- _THE PROBLEM_
Look through the lines below and extract any with the word "DeserializeOwned".
+++ THE RECORDS
//! Minimal GraphQL-over-HTTP client.

use std::sync::Arc;
use std::time::Duration;

use serde::de::DeserializeOwned;
use serde::{Deserialize, Serialize};
use serde_json::{Value, json};
use sha2::{Digest, Sha256};
use thiserror::Error;
use tracing::{debug, warn};
use url::Url;

use super::queries::{PING, Query};
use crate::error::AppError;
use crate::infrastructure::cache::CacheService;

/// Errors raised while talking to the GraphQL endpoint.
#[derive(Debug, Error)]
pub enum GraphqlError {
    #[error("Invalid GraphQL endpoint: {0}")]
    Endpoint(String),

    #[error("GraphQL transport error: {0}")]
    Http(#[from] reqwest::Error),

    #[error("GraphQL endpoint returned HTTP {status}")]
    Status { status: u16, body: String },

    #[error("GraphQL errors: {}", .0.join("; "))]
    Graphql(Vec<String>),

    #[error("GraphQL response has no data")]
    MissingData,

    #[error("Failed to decode GraphQL response: {0}")]
    Decode(#[from] serde_json::Error),
}

impl GraphqlError {
    fn kind(&self) -> &'static str {
        match self {
            Self::Endpoint(_) => "endpoint",
            Self::Http(e) if e.is_timeout() => "timeout",
            Self::Http(_) => "transport",
            Self::Status { .. } => "status",
            Self::Graphql(_) => "graphql",
            Self::MissingData => "missing_data",
            Self::Decode(_) => "decode",
        }
    }
}

impl From<GraphqlError> for AppError {
    fn from(e: GraphqlError) -> Self {
        let details = match &e {
            GraphqlError::Status { status, .. } => json!({ "kind": e.kind(), "status": status }),
            GraphqlError::Graphql(messages) => json!({ "kind": e.kind(), "errors": messages }),
            _ => json!({ "kind": e.kind() }),
        };
        AppError::upstream(e.to_string(), details)
    }
}

/// Whether a request may be answered from the response cache.
#[derive(Debug, Clone, Copy, PartialEq, Eq)]
pub enum FetchPolicy {
    /// Served from the cache when present; stored for the configured TTL.
    Cached,
    /// Always sent to the endpoint.
    NoStore,
}

#[derive(Serialize)]
struct GraphqlRequest<'a> {
    query: &'a str,
    #[serde(rename = "operationName")]
    operation_name: &'a str,
    variables: &'a Value,
}

#[derive(Deserialize)]
struct GraphqlResponse {
    #[serde(default)]
    data: Option<Value>,
    #[serde(default)]
    errors: Vec<GraphqlErrorEntry>,
}

#[derive(Deserialize)]
struct GraphqlErrorEntry {
    message: String,
}

/// Sends the fixed launch queries to one endpoint.
///
/// Successful `data` payloads are cached through [`CacheService`] when the
/// caller asks for [`FetchPolicy::Cached`].
pub struct GraphqlClient {
    http: reqwest::Client,
    endpoint: Url,
    cache: Arc<dyn CacheService>,
    cache_ttl: u64,
}

impl GraphqlClient {
    pub fn new(
        endpoint: &str,
        timeout: Duration,
        cache: Arc<dyn CacheService>,
        cache_ttl_seconds: u64,
    ) -> Result<Self, GraphqlError> {
        let endpoint =
            Url::parse(endpoint).map_err(|e| GraphqlError::Endpoint(format!("{endpoint}: {e}")))?;

        let http = reqwest::Client::builder()
            .timeout(timeout)
            .user_agent(concat!(env!("CARGO_PKG_NAME"), "/", env!("CARGO_PKG_VERSION")))
            .build()?;

        Ok(Self {
            http,
            endpoint,
            cache,
            cache_ttl: cache_ttl_seconds,
        })
    }

    pub fn endpoint(&self) -> &str {
        self.endpoint.as_str()
    }

    pub fn cache(&self) -> &Arc<dyn CacheService> {
        &self.cache
    }

    /// Cache key of one query/variables pair: `gql:` + SHA-256 hex.
    pub fn cache_key(query: &Query, variables: &Value) -> String {
        let mut hasher = Sha256::new();
        hasher.update(query.document.as_bytes());
        hasher.update(b"\n");
        hasher.update(variables.to_string().as_bytes());
        format!("gql:{}", hex::encode(hasher.finalize()))
    }

    /// Runs `query` and decodes its `data` member into `T`.
    pub async fn execute<T: DeserializeOwned>(
        &self,
        query: &Query,
        variables: Value,
        policy: FetchPolicy,
    ) -> Result<T, GraphqlError> {
        let key = match policy {
            FetchPolicy::Cached => Some(Self::cache_key(query, &variables)),
            FetchPolicy::NoStore => None,
        };

        if let Some(key) = &key {
            match self.cache.get(key).await {
                Ok(Some(payload)) => match serde_json::from_str::<T>(&payload) {
                    Ok(data) => {
                        debug!(operation = query.operation, "GraphQL cache hit");
                        return Ok(data);
                    }
                    Err(e) => warn!(operation = query.operation, "Discarding cached payload: {}", e),
                },
                Ok(None) => {}
                Err(e) => warn!("Cache lookup failed: {}", e),
            }
        }

        let data = self.send(query, &variables).await?;

        if let Some(key) = &key {
            if let Err(e) = self.cache.set(key, &data.to_string(), Some(self.cache_ttl)).await {
                warn!("Cache store failed: {}", e);
            }
        }

        Ok(serde_json::from_value(data)?)
    }

    /// Returns true if the endpoint answers a trivial query.
    pub async fn ping(&self) -> bool {
        self.send(&PING, &json!({})).await.is_ok()
    }

    async fn send(&self, query: &Query, variables: &Value) -> Result<Value, GraphqlError> {
        let started = std::time::Instant::now();
        metrics::counter!("graphql_requests_total", "operation" => query.operation).increment(1);

        let body = GraphqlRequest {
            query: query.document,
            operation_name: query.operation,
            variables,
        };

        let result = self.round_trip(&body).await;

        debug!(
            operation = query.operation,
            variables = %variables,
            latency_ms = started.elapsed().as_millis() as u64,
            ok = result.is_ok(),
            "GraphQL request finished"
        );
        if let Err(e) = &result {
            metrics::counter!("graphql_failures_total", "kind" => e.kind()).increment(1);
        }

        result
    }

    async fn round_trip(&self, body: &GraphqlRequest<'_>) -> Result<Value, GraphqlError> {
        let response = self
            .http
            .post(self.endpoint.clone())
            .json(body)
            .send()
            .await?;

        let status = response.status();
        let text = response.text().await?;

        if !status.is_success() {
            return Err(GraphqlError::Status {
                status: status.as_u16(),
                body: text.chars().take(512).collect(),
            });
        }

        let envelope: GraphqlResponse = serde_json::from_str(&text)?;

        if !envelope.errors.is_empty() {
            return Err(GraphqlError::Graphql(
                envelope.errors.into_iter().map(|e| e.message).collect(),
            ));
        }

        match envelope.data {
            Some(Value::Null) | None => Err(GraphqlError::MissingData),
            Some(data) => Ok(data),
        }
    }
}

#[cfg(test)]
mod tests {
    use super::*;
    use crate::infrastructure::graphql::queries::{GET_LAUNCHES, GET_LAUNCH_DETAILS};

    #[test]
    fn test_cache_key_is_stable_and_distinct() {
        let a = GraphqlClient::cache_key(&GET_LAUNCHES, &json!({ "limit": 6 }));
        let b = GraphqlClient::cache_key(&GET_LAUNCHES, &json!({ "limit": 6 }));
        let c = GraphqlClient::cache_key(&GET_LAUNCHES, &json!({ "limit": 7 }));
        let d = GraphqlClient::cache_key(&GET_LAUNCH_DETAILS, &json!({ "limit": 6 }));

        assert_eq!(a, b);
        assert_ne!(a, c);
        assert_ne!(a, d);
        assert!(a.starts_with("gql:"));
        assert_eq!(a.len(), 4 + 64);
    }

    #[test]
    fn test_error_maps_to_upstream() {
        let err: AppError = GraphqlError::Status {
            status: 503,
            body: String::new(),
        }
        .into();
        assert!(matches!(err, AppError::Upstream { .. }));
        assert_eq!(err.message(), "GraphQL endpoint returned HTTP 503");
    }

    #[test]
    fn test_invalid_endpoint_is_rejected() {
        let result = GraphqlClient::new(
            "not a url",
            Duration::from_secs(1),
            Arc::new(crate::infrastructure::cache::NullCache::new()),
            60,
        );
        assert!(matches!(result, Err(GraphqlError::Endpoint(_))));
    }
}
++++++
- _ANSWER SPACE_
use serde::de::DeserializeOwned;
    pub async fn execute<T: DeserializeOwned>(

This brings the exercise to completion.